-- RECORDS FOR THIS TASK --
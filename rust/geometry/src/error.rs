// This Source Code Form is subject to the terms of the Mozilla Public
// License, v. 2.0. If a copy of the MPL was not distributed with this
// file, You can obtain one at https://mozilla.org/MPL/2.0/.

use thiserror::Error;

/// Result type for geometry operations
pub type Result<T> = std::result::Result<T, Error>;

/// Errors that can occur while building geometry
#[derive(Error, Debug)]
pub enum Error {
    #[error("Invalid point input: {0}")]
    InvalidInput(String),

    #[error("Ribbon buffers are not initialized: call set_points before advance")]
    Uninitialized,

    #[error("Text layout requires a font")]
    MissingFont,

    /// Reported, never returned from a rebuild: the geometry is kept so the
    /// caller can decide to skip drawing it.
    #[error("Degenerate geometry: bounding sphere radius is {radius}")]
    DegenerateGeometry { radius: f32 },

    #[error("Core input error: {0}")]
    CoreError(meshline_core::Error),
}

impl From<meshline_core::Error> for Error {
    fn from(err: meshline_core::Error) -> Self {
        match err {
            meshline_core::Error::InvalidInput(msg) => Error::InvalidInput(msg),
            other => Error::CoreError(other),
        }
    }
}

-- WHAT YOU HAVE TO DO --
All of the records above are to be printed again exactly as they appear.

-- EXERCISE SOLUTION --
filename rust/geometry/src/error.rs
// This Source Code Form is subject to the terms of the Mozilla Public
// License, v. 2.0. If a copy of the MPL was not distributed with this
// file, You can obtain one at https://mozilla.org/MPL/2.0/.

use thiserror::Error;

/// Result type for geometry operations
pub type Result<T> = std::result::Result<T, Error>;

/// Errors that can occur while building geometry
#[derive(Error, Debug)]
pub enum Error {
    #[error("Invalid point input: {0}")]
    InvalidInput(String),

    #[error("Ribbon buffers are not initialized: call set_points before advance")]
    Uninitialized,

    #[error("Text layout requires a font")]
    MissingFont,

    /// Reported, never returned from a rebuild: the geometry is kept so the
    /// caller can decide to skip drawing it.
    #[error("Degenerate geometry: bounding sphere radius is {radius}")]
    DegenerateGeometry { radius: f32 },

    #[error("Core input error: {0}")]
    CoreError(meshline_core::Error),
}

impl From<meshline_core::Error> for Error {
    fn from(err: meshline_core::Error) -> Self {
        match err {
            meshline_core::Error::InvalidInput(msg) => Error::InvalidInput(msg),
            other => Error::CoreError(other),
        }
    }
}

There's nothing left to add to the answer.